• 25
    katılacağımı söyleyip haldunustunelinsactokasi'nın yaptığı kolpalık yüzünden katılamadığım zirvedir. üstüne üstlük kendisi katılmıştır. tesadüfen kendisini aradığımda bunu öğrenip yakında olduğumdan, beni almasını istemişimdir. almıştır, fakat götürdüğü yer zirve değil nişan olmuştur. tüm sözlüğün önünde kendisine* saygılarımı sunmak isterim.

    kebabını, sur tatlısını, sonrasında içilen çay ve sohbetleri ballandıra ballandıra anlatan canım sözlük yazarları sayesinde katılamamamın koyduğu ve katılamama sebebimin bunların hepsini yaptığını düşündükçe daha da çok koyan zirvedir.
  • 24
    ayıp denen bir şey var. böyle zirve olmaz, böyle hayvanlar gibi yemek yenmez. lütfen... elit sözlük yazarları olarak purolarımız ve chivas regallerimizle sohbet ortamı oluşturmayı hayal ederdim hep fakat besmele çekip kebaplara, sac kavurmalara, tatlılara; hunharca, fütursuzca saldırırken bulduk kendimizi. ehi.

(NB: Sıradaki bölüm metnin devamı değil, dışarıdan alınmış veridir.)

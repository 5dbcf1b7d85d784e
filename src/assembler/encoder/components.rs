/*
Copyright 2025 Connor Nolan

Licensed under the Apache License, Version 2.0 (the "License");
you may not use this file except in compliance with the License.
You may obtain a copy of the License at

    http://www.apache.org/licenses/LICENSE-2.0

Unless required by applicable law or agreed to in writing, software
distributed under the License is distributed on an "AS IS" BASIS,
WITHOUT WARRANTIES OR CONDITIONS OF ANY KIND, either express or implied.
See the License for the specific language governing permissions and
limitations under the License.
*/

use crate::assembler::encoder::Encoder;
use crate::assembler::encoder::utility_functions::{modrm, sib};
use crate::assembler::symbol_table::RefKind;
use crate::ast::{Operand, Register32};
use crate::errors::AssemblyError;

// Memory-addressing emitters shared by every instruction that takes an r/m
// operand. Each writes the ModR/M byte, any SIB byte and any displacement,
// recording an absolute pending reference wherever a label address has to be
// patched in later. The caller has already emitted the opcode.
impl<'a> Encoder<'a> {
    pub(super) fn emit_mem_operand(
        &mut self,
        operand: &Operand,
        reg_field: u8,
    ) -> Result<(), AssemblyError> {
        match operand {
            Operand::MemAbs(label) => {
                self.emit_mem_abs(label, reg_field);
                Ok(())
            }
            Operand::MemBase { base, disp } => {
                self.emit_mem_base(*base, *disp, reg_field);
                Ok(())
            }
            Operand::MemSib { label, disp8 } => {
                self.emit_mem_sib(label, *disp8, reg_field);
                Ok(())
            }
            _ => Err(AssemblyError::UnsupportedMode {
                line: self.line_num,
                reason: "expected a memory operand".to_string(),
            }),
        }
    }

    /// `[LABEL]`: mod=00 with r/m=101 selects a bare disp32.
    fn emit_mem_abs(&mut self, label: &str, reg_field: u8) {
        self.emit_byte(modrm(0b00, reg_field, 0b101));
        self.record_reference(label, 4, RefKind::Absolute);
        self.emit_dword(0);
    }

    /// `[EBP±disp]`. A zero displacement still takes the disp8 form, since
    /// mod=00 with r/m=101 would mean bare disp32 instead of [EBP].
    fn emit_mem_base(&mut self, base: Register32, disp: i32, reg_field: u8) {
        if (-128..=127).contains(&disp) {
            self.emit_byte(modrm(0b01, reg_field, base.code()));
            self.emit_byte(disp as i8 as u8);
        } else {
            self.emit_byte(modrm(0b10, reg_field, base.code()));
            self.emit_dword(disp as u32);
        }
    }

    /// `[LABEL + ESI*4 (+ d8)]`: r/m=100 announces the SIB byte; scale=4,
    /// index=ESI, base=101 so the label's disp32 follows.
    fn emit_mem_sib(&mut self, label: &str, disp8: u8, reg_field: u8) {
        let mode = if disp8 == 0 { 0b00 } else { 0b01 };
        self.emit_byte(modrm(mode, reg_field, 0b100));
        self.emit_byte(sib(0b10, 0b110, 0b101));
        if mode == 0b01 {
            self.emit_byte(disp8);
        }
        self.record_reference(label, 4, RefKind::Absolute);
        self.emit_dword(0);
    }
}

    önce zirvenin kağıt üzerindeki iki organizatörüne sövmek istiyorum.
    yamakasi: zirve öncesi belli bi grup kabataş'ta buluşacakken; kendisi de insanları kabataş'a yönlendirip, yanlışlıkla karaköy'e giderek müthiş bir olaya imza atmıştır. haldun üstünel tarzı var kendisinin sanırım; sağ gösterip sol vurdu. hem bize hem kendine.

    kalifiye jurnal, namı diğer kağje: kabataş grubu tamamlanıp; otobüse binilmesi gerekirken, kendisi bizi ters istikamette bekletmiştir. oysa gitmemiz gereken yön için, yolun karşısındaki durakta beklememiz gerekmekteydi.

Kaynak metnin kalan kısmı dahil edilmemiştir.